Fr. Adolphe Guy Khasa, sx

Oct 16, 2017
887

“I must not omit to confess to you the reasons why I was so persuaded, because in them your deep, secret providence was at work, and your ever-present mercy, and these are to be pondered and proclaimed…”

– Saint Augustine, The Confessions.

On the first of the month of October 2016, a Memorial Day of Saint Thérèse of the Child Jesus, Doctor of the Church and Patron of Mission, at noon time I stepped my feet for the first time on the land of Sierra Leone. This year the first day of October happened to be a Sunday, the twenty-sixth of ordinary time and this Sunday’s gospel reading (Mt 21:28-32) offers food for thought and meditation as I commemorate my arrival and celebrate one year of presence in this country.“Which of the two did his father’s will?, asks Jesus.” Is it the elder son or the younger one? With this in mind, I share about my going to mission.

 

My memory harks back on the thirty days retreat. Before everything, there was a prospect of being assign to Africa though no mention was made of Sierra Leone even from those entitled to inquire about our preferences. It did not cross my mind, neither. There was a suggestion for me to work in another place and for two years I fed my imagination with the thought that that was the only place I could work; though at the end, it became obvious to me that it was a choice that I would have to reconsider owing to some reasons. Since everything was still on the level of suggestions and considerations, I left it to the care of the Holy Spirit; though I included it as well in my prayers over the thirty days retreat.

It is in this atmosphere in the middle of this retreat that I received my assignment letter where it was written Sierra Leone in bold and big font size and without any alternative, contrary to what we heard from our elders: there was supposed to be a dialogue where a confrere is presented with alternatives and he chooses.

I felt a sort of resistance within me inasmuch as it came without an alternative. Thinking of Sierra Leone from the viewpoint of French Xaverian missions in center of Africa, namely, Burundi, Congo-Kinshasa, Cameroun and Tchad where we have the common novitiate and there has also been an exchange of confreres in the past, Sierra Leone and Mozambique are lost islands in the middle of the Pacific Ocean, one away from the other. They are so insulated that there is little contact with those French speaking mission in the main land. This is due not only to their respective location on the map but also the language and the pastoral paradigm that they deal with.

Besides, though the country might have been proclaimed Ebola free by that time, it was still on the headline on various TV programs and images presented were not appealing at all. Let it be allowed to me to speak sincerely and honestly: any attractive alternative in terms of choices would have been a genuine excuse for me to ignore finely the option of Sierra Leone.

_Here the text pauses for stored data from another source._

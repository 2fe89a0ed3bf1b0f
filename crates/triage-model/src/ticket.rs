//! Tickets and the views derived from them

use chrono::{DateTime, Utc};
use indexmap::IndexMap;
use serde::{Deserialize, Serialize};
use serde_json::{Map, Value};

use crate::artifact::Artifact;
use crate::comment::Comment;
use crate::error::ModelError;
use crate::playbook::{Playbook, PlaybookTemplateForm};

/// Collection name used in document ids (`tickets/<key>`)
pub const TICKET_COLLECTION: &str = "tickets";

/// Unique ticket identifier
///
/// Stored as the decimal string key of the ticket document.
#[derive(Debug, Clone, Copy, PartialEq, Eq, PartialOrd, Ord, Hash, Serialize, Deserialize)]
#[serde(transparent)]
pub struct TicketId(pub i64);

impl TicketId {
    /// Document key
    #[inline]
    #[must_use]
    pub fn key(&self) -> String {
        self.0.to_string()
    }

    /// Parse a document key
    ///
    /// # Errors
    /// `ModelError::InvalidKey` when the key is not a decimal integer
    pub fn from_key(key: &str) -> Result<Self, ModelError> {
        key.parse::<i64>()
            .map(Self)
            .map_err(|_| ModelError::InvalidKey(key.to_string()))
    }

    /// Document id (`tickets/<key>`)
    #[inline]
    #[must_use]
    pub fn document_id(&self) -> String {
        document_id(*self)
    }
}

impl std::fmt::Display for TicketId {
    fn fmt(&self, f: &mut std::fmt::Formatter<'_>) -> std::fmt::Result {
        write!(f, "{}", self.0)
    }
}

/// Document id of a ticket
#[inline]
#[must_use]
pub fn document_id(id: TicketId) -> String {
    format!("{TICKET_COLLECTION}/{}", id.0)
}

/// Users and groups granted access to a ticket
#[derive(Debug, Clone, Default, PartialEq, Eq, Serialize, Deserialize)]
pub struct AccessList {
    #[serde(default, skip_serializing_if = "Vec::is_empty")]
    pub users: Vec<String>,
    #[serde(default, skip_serializing_if = "Vec::is_empty")]
    pub groups: Vec<String>,
}

/// Link to an external resource
#[derive(Debug, Clone, PartialEq, Eq, Serialize, Deserialize)]
pub struct Reference {
    pub href: String,
    pub name: String,
}

/// Metadata of a file kept in object storage
#[derive(Debug, Clone, PartialEq, Eq, Serialize, Deserialize)]
pub struct File {
    /// Object storage key
    pub key: String,
    pub name: String,
}

/// Persisted ticket document
#[derive(Debug, Clone, PartialEq, Serialize, Deserialize)]
pub struct Ticket {
    pub name: String,
    #[serde(default, skip_serializing_if = "Option::is_none")]
    pub owner: Option<String>,
    pub status: String,
    #[serde(rename = "type")]
    pub ticket_type: String,
    /// Free-form details, validated by `schema` outside the core
    #[serde(default, skip_serializing_if = "Option::is_none")]
    pub details: Option<Map<String, Value>>,
    /// JSON schema of `details`, as a string
    pub schema: String,
    pub created: DateTime<Utc>,
    pub modified: DateTime<Utc>,
    #[serde(default, skip_serializing_if = "Vec::is_empty")]
    pub artifacts: Vec<Artifact>,
    #[serde(default, skip_serializing_if = "Vec::is_empty")]
    pub comments: Vec<Comment>,
    #[serde(default, skip_serializing_if = "Vec::is_empty")]
    pub references: Vec<Reference>,
    #[serde(default, skip_serializing_if = "Vec::is_empty")]
    pub files: Vec<File>,
    #[serde(default, skip_serializing_if = "IndexMap::is_empty")]
    pub playbooks: IndexMap<String, Playbook>,
    #[serde(default, skip_serializing_if = "Option::is_none")]
    pub read: Option<AccessList>,
    #[serde(default, skip_serializing_if = "Option::is_none")]
    pub write: Option<AccessList>,
}

impl Ticket {
    /// Names of all artifacts, in insertion order
    #[must_use]
    pub fn artifact_names(&self) -> Vec<&str> {
        self.artifacts.iter().map(|a| a.name.as_str()).collect()
    }
}

/// Ticket as submitted for creation
///
/// Unset timestamps, schema and status are defaulted by the store.
#[derive(Debug, Clone, Default, PartialEq, Serialize, Deserialize)]
pub struct TicketForm {
    #[serde(default, skip_serializing_if = "Option::is_none")]
    pub id: Option<i64>,
    pub name: String,
    #[serde(default, skip_serializing_if = "Option::is_none")]
    pub owner: Option<String>,
    #[serde(default)]
    pub status: String,
    #[serde(rename = "type")]
    pub ticket_type: String,
    #[serde(default, skip_serializing_if = "Option::is_none")]
    pub details: Option<Map<String, Value>>,
    #[serde(default, skip_serializing_if = "Option::is_none")]
    pub schema: Option<String>,
    #[serde(default, skip_serializing_if = "Option::is_none")]
    pub created: Option<DateTime<Utc>>,
    #[serde(default, skip_serializing_if = "Option::is_none")]
    pub modified: Option<DateTime<Utc>>,
    #[serde(default)]
    pub artifacts: Vec<Artifact>,
    #[serde(default)]
    pub comments: Vec<Comment>,
    #[serde(default)]
    pub references: Vec<Reference>,
    #[serde(default)]
    pub files: Vec<File>,
    #[serde(default)]
    pub playbooks: Vec<PlaybookTemplateForm>,
    #[serde(default, skip_serializing_if = "Option::is_none")]
    pub read: Option<AccessList>,
    #[serde(default, skip_serializing_if = "Option::is_none")]
    pub write: Option<AccessList>,
}

impl TicketForm {
    /// Form with name and type
    #[must_use]
    pub fn new(name: impl Into<String>, ticket_type: impl Into<String>) -> Self {
        Self {
            name: name.into(),
            ticket_type: ticket_type.into(),
            ..Self::default()
        }
    }

    /// With explicit id
    #[inline]
    #[must_use]
    pub fn with_id(mut self, id: i64) -> Self {
        self.id = Some(id);
        self
    }

    /// With status
    #[inline]
    #[must_use]
    pub fn with_status(mut self, status: impl Into<String>) -> Self {
        self.status = status.into();
        self
    }

    /// With owner
    #[inline]
    #[must_use]
    pub fn with_owner(mut self, owner: impl Into<String>) -> Self {
        self.owner = Some(owner.into());
        self
    }

    /// Append an artifact
    #[inline]
    #[must_use]
    pub fn with_artifact(mut self, artifact: Artifact) -> Self {
        self.artifacts.push(artifact);
        self
    }

    /// Append a playbook template
    #[inline]
    #[must_use]
    pub fn with_playbook(mut self, playbook: PlaybookTemplateForm) -> Self {
        self.playbooks.push(playbook);
        self
    }

    /// With details document
    #[inline]
    #[must_use]
    pub fn with_details(mut self, details: Map<String, Value>) -> Self {
        self.details = Some(details);
        self
    }

    /// With read access list
    #[inline]
    #[must_use]
    pub fn with_read(mut self, read: AccessList) -> Self {
        self.read = Some(read);
        self
    }

    /// With write access list
    #[inline]
    #[must_use]
    pub fn with_write(mut self, write: AccessList) -> Self {
        self.write = Some(write);
        self
    }
}

/// Ticket together with its id
#[derive(Debug, Clone, PartialEq, Serialize, Deserialize)]
pub struct TicketResponse {
    pub id: TicketId,
    #[serde(flatten)]
    pub ticket: Ticket,
}

impl TicketResponse {
    /// JSON document as seen by filters, including the `id` field
    ///
    /// # Errors
    /// Serialization failure
    pub fn to_document(&self) -> Result<Value, ModelError> {
        Ok(serde_json::to_value(self)?)
    }
}

/// Activity log line for a document
#[derive(Debug, Clone, PartialEq, Eq, Serialize, Deserialize)]
pub struct LogEntry {
    /// Document id the entry belongs to
    pub reference: String,
    pub creator: String,
    pub created: DateTime<Utc>,
    pub message: String,
}

/// Ticket enriched with related tickets and its activity log
#[derive(Debug, Clone, PartialEq, Serialize, Deserialize)]
pub struct TicketWithTickets {
    #[serde(flatten)]
    pub ticket: TicketResponse,
    /// Related tickets, ascending by id
    pub tickets: Vec<TicketResponse>,
    pub logs: Vec<LogEntry>,
}

impl TicketWithTickets {
    /// Ids of the related tickets
    #[must_use]
    pub fn related_ids(&self) -> Vec<TicketId> {
        self.tickets.iter().map(|t| t.id).collect()
    }
}

/// One page of a ticket listing
#[derive(Debug, Clone, PartialEq, Serialize, Deserialize)]
pub struct TicketList {
    /// Size of the whole filtered set
    pub count: usize,
    pub tickets: Vec<TicketResponse>,
}

/// Searchable projection of a ticket
#[derive(Debug, Clone, PartialEq, Serialize, Deserialize)]
pub struct TicketSummary {
    pub id: TicketId,
    pub name: String,
    #[serde(rename = "type")]
    pub ticket_type: String,
    pub status: String,
    #[serde(default, skip_serializing_if = "Option::is_none")]
    pub owner: Option<String>,
    pub created: DateTime<Utc>,
    pub modified: DateTime<Utc>,
    #[serde(default)]
    pub artifacts: Vec<String>,
    #[serde(default)]
    pub comments: Vec<String>,
    /// Flattened string values of `details`
    #[serde(default)]
    pub details: Vec<String>,
}

impl TicketSummary {
    /// Project a ticket
    #[must_use]
    pub fn from_ticket(id: TicketId, ticket: &Ticket) -> Self {
        let mut details = Vec::new();
        if let Some(map) = &ticket.details {
            for value in map.values() {
                collect_strings(value, &mut details);
            }
        }

        Self {
            id,
            name: ticket.name.clone(),
            ticket_type: ticket.ticket_type.clone(),
            status: ticket.status.clone(),
            owner: ticket.owner.clone(),
            created: ticket.created,
            modified: ticket.modified,
            artifacts: ticket.artifacts.iter().map(|a| a.name.clone()).collect(),
            comments: ticket.comments.iter().map(|c| c.message.clone()).collect(),
            details,
        }
    }
}

impl From<&TicketResponse> for TicketSummary {
    fn from(value: &TicketResponse) -> Self {
        Self::from_ticket(value.id, &value.ticket)
    }
}

fn collect_strings(value: &Value, out: &mut Vec<String>) {
    match value {
        Value::String(s) => out.push(s.clone()),
        Value::Number(n) => out.push(n.to_string()),
        Value::Array(items) => items.iter().for_each(|v| collect_strings(v, out)),
        Value::Object(map) => map.values().for_each(|v| collect_strings(v, out)),
        Value::Bool(_) | Value::Null => {}
    }
}

#[cfg(test)]
mod tests {
    use super::*;
    use serde_json::json;

    fn ticket() -> Ticket {
        let now = Utc::now();
        Ticket {
            name: "Phishing".into(),
            owner: None,
            status: "open".into(),
            ticket_type: "alert".into(),
            details: json!({"sender": "x@y.com", "nested": {"score": 7}})
                .as_object()
                .cloned(),
            schema: "{}".into(),
            created: now,
            modified: now,
            artifacts: vec![Artifact::new("evil.com")],
            comments: Vec::new(),
            references: Vec::new(),
            files: Vec::new(),
            playbooks: IndexMap::new(),
            read: None,
            write: None,
        }
    }

    #[test]
    fn key_round_trips() {
        let id = TicketId(42);
        assert_eq!(id.key(), "42");
        assert_eq!(TicketId::from_key("42").unwrap(), id);
        assert!(TicketId::from_key("x42").is_err());
        assert_eq!(id.document_id(), "tickets/42");
    }

    #[test]
    fn response_document_carries_id_and_type() {
        let response = TicketResponse {
            id: TicketId(7),
            ticket: ticket(),
        };
        let doc = response.to_document().unwrap();
        assert_eq!(doc["id"], 7);
        assert_eq!(doc["type"], "alert");
        assert_eq!(doc["artifacts"][0]["name"], "evil.com");
    }

    #[test]
    fn summary_flattens_details() {
        let summary = TicketSummary::from_ticket(TicketId(1), &ticket());
        assert_eq!(summary.artifacts, vec!["evil.com".to_string()]);
        assert_eq!(summary.details, vec!["x@y.com".to_string(), "7".to_string()]);
    }
}
//! Native filter clauses
//!
//! A [`Clause`] is the compiled form of a filter. Field operands carry the
//! document variable prefix they were compiled with (`d.` by default) so the
//! rendered clause reads like the query the backend executes, e.g.
//! `d.status == "open"`. Evaluation ignores the prefix and resolves the path
//! inside the document it is given.

use std::borrow::Cow;
use std::cmp::Ordering;
use std::collections::BTreeMap;
use std::fmt;

use dashmap::DashMap;
use once_cell::sync::Lazy;
use regex::Regex;
use serde::{Deserialize, Serialize};
use serde_json::Value;

use crate::error::QueryError;

/// Bind variables referenced by `@name` parameters
pub type Vars = BTreeMap<String, Value>;

const LIKE_CACHE_LIMIT: usize = 1024;

/// Compiled LIKE patterns, keyed by pattern text
static LIKE_PATTERNS: Lazy<DashMap<String, Option<Regex>>> = Lazy::new(DashMap::new);

/// Comparison operator
#[derive(Debug, Clone, Copy, PartialEq, Eq, Hash, Serialize, Deserialize)]
pub enum CompareOp {
    /// `==`
    Eq,
    /// `!=`
    Ne,
    /// `<`
    Lt,
    /// `<=`
    Le,
    /// `>`
    Gt,
    /// `>=`
    Ge,
}

impl CompareOp {
    /// Operator token
    #[must_use]
    pub const fn as_str(self) -> &'static str {
        match self {
            Self::Eq => "==",
            Self::Ne => "!=",
            Self::Lt => "<",
            Self::Le => "<=",
            Self::Gt => ">",
            Self::Ge => ">=",
        }
    }

    fn holds(self, ordering: Ordering) -> bool {
        match self {
            Self::Eq => ordering == Ordering::Equal,
            Self::Ne => ordering != Ordering::Equal,
            Self::Lt => ordering == Ordering::Less,
            Self::Le => ordering != Ordering::Greater,
            Self::Gt => ordering == Ordering::Greater,
            Self::Ge => ordering != Ordering::Less,
        }
    }
}

impl fmt::Display for CompareOp {
    fn fmt(&self, f: &mut fmt::Formatter<'_>) -> fmt::Result {
        f.write_str(self.as_str())
    }
}

/// Value position of a clause
#[derive(Debug, Clone, PartialEq, Serialize, Deserialize)]
pub enum Operand {
    /// Document attribute, `prefix` + dotted `path`
    Field {
        /// Document variable prefix, including the trailing dot
        prefix: String,
        /// Attribute path below the document root
        path: Vec<String>,
    },
    /// Constant
    Literal(Value),
    /// Bind parameter `@name`
    Param(String),
    /// List of operands
    List(Vec<Operand>),
}

impl Operand {
    /// Field reference from a dotted path
    #[must_use]
    pub fn field(prefix: impl Into<String>, path: &str) -> Self {
        Self::Field {
            prefix: prefix.into(),
            path: path.split('.').map(str::to_string).collect(),
        }
    }

    /// Bind parameter reference
    #[inline]
    #[must_use]
    pub fn param(name: impl Into<String>) -> Self {
        Self::Param(name.into())
    }

    /// Constant operand
    #[inline]
    #[must_use]
    pub fn literal(value: impl Into<Value>) -> Self {
        Self::Literal(value.into())
    }

    /// Resolve against a document and its bind variables
    ///
    /// Missing attributes resolve to `null`.
    ///
    /// # Errors
    /// `QueryError::UnboundParameter` for a parameter absent from `vars`
    pub fn resolve<'a>(&'a self, doc: &'a Value, vars: &'a Vars) -> Result<Cow<'a, Value>, QueryError> {
        match self {
            Self::Field { path, .. } => Ok(lookup(doc, path).map_or(Cow::Owned(Value::Null), Cow::Borrowed)),
            Self::Literal(value) => Ok(Cow::Borrowed(value)),
            Self::Param(name) => vars
                .get(name)
                .map(Cow::Borrowed)
                .ok_or_else(|| QueryError::UnboundParameter(name.clone())),
            Self::List(items) => items
                .iter()
                .map(|item| item.resolve(doc, vars).map(Cow::into_owned))
                .collect::<Result<Vec<_>, _>>()
                .map(|values| Cow::Owned(Value::Array(values))),
        }
    }
}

However, upon a deep conversation with myself my conscience challenged me within: thoughts of what I had been preaching in occasional moments that they asked me to, time we spend in formation house repeating boldly some statements from fundamental documents of our congregation in relation to this, what I heard and spoke in spiritual direction and formative dialogue and the like; all these popped back my mind. I felt as if there was no way of refusing this assignment without denying what I had gone through so far. Is it naïve or idealist? I don’t know. Giving a hearing to the other’s opinion can prompt a genuine dialogue. At the same “The story we are meant to write with our lives, say Peter Campbell and Edwin McMahon, is one that continues to unfold”.

As I kept my gaze on the printed copy of the letter on my hand, my eyes slipped on the signatory. It was written Eugenio Pulcini: formator and rector of the theologate of Manila for my first three years: we had to laugh with, smile, and frown at each other as with any member of the community. The voice that used to preside over our Saturday community meetings and the formative dialogue, in the stillness of the Jesuits sacred heart novitiate, rang again to my ears as I read:

“Dear Adolphe,

Yesterday, the Superior General, with the consent of his Council, confirmed your admission to the Priesthood. […]

The General Council considered as well the matter of your future assignment. According to the needs of the Congregation and – we hope - to your availability, we assigned you to work in the Xaverian Region of Sierra Leone, which currently needs young confreres and therefore is very happy to receive you!”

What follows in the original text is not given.